In a previous study, the author developed a method for separation of the tegument of spargana (plerocercoids of Spirometra mansoni) from the parenchyme using urea. The present study, as a next step, was performed to evaluate which molecules are present in the outer tegument. Two major proteins, 180 and 200 kDa, are present in the tegument and we could make polyclonal antibodies against these molecules. Their immunolocalization was processed and the outermost layer of the spargana showed strong positive staining. Conclusively, we could confirm that the 180 and 200 kDa molecules might be tightly bound membrane proteins in the tegument of spargana.
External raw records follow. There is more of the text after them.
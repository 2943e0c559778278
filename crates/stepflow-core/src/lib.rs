pub mod config;
pub mod error;
pub mod event;
pub mod traits;
pub mod types;

pub use config::EngineConfig;
pub use error::{Result, StepflowError};
pub use event::EventBus;
pub use types::*;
Keywords: immunohistochemistry; polyclonal antibody; sparganum; syncytial layer.

Fig. 1

7.5-15% SDS-PAGE of tegumental proteins of spargana and production of polyclonal antibodies. (A) Note the 60 kDa major single band in PBS extracts of the tegument (lane 1) and numerous molecules by detergent extracted proteins (lane 2) compared with soluble crude extracts (lane 3) of the sparganum. (B) Polyclonal antibodies against detergent extracted proteins were reacted with 2 major bands of 180 and 200 kDa molecules.

Fig. 2

Immunohistochemistry by polyclonal antibodies against tegumental molecules in spargana. Strong positive reactions are observed in the outer tegument of a sparganum (arrow). No other organelles, including calcareous corpuscles (*), show a positive reaction. (A) negative control. × 100 magnification; (B) and (C): stain with polyclonal antibodies. × 100 and × 200 magnifications, respectively (Scale bar=100 µm).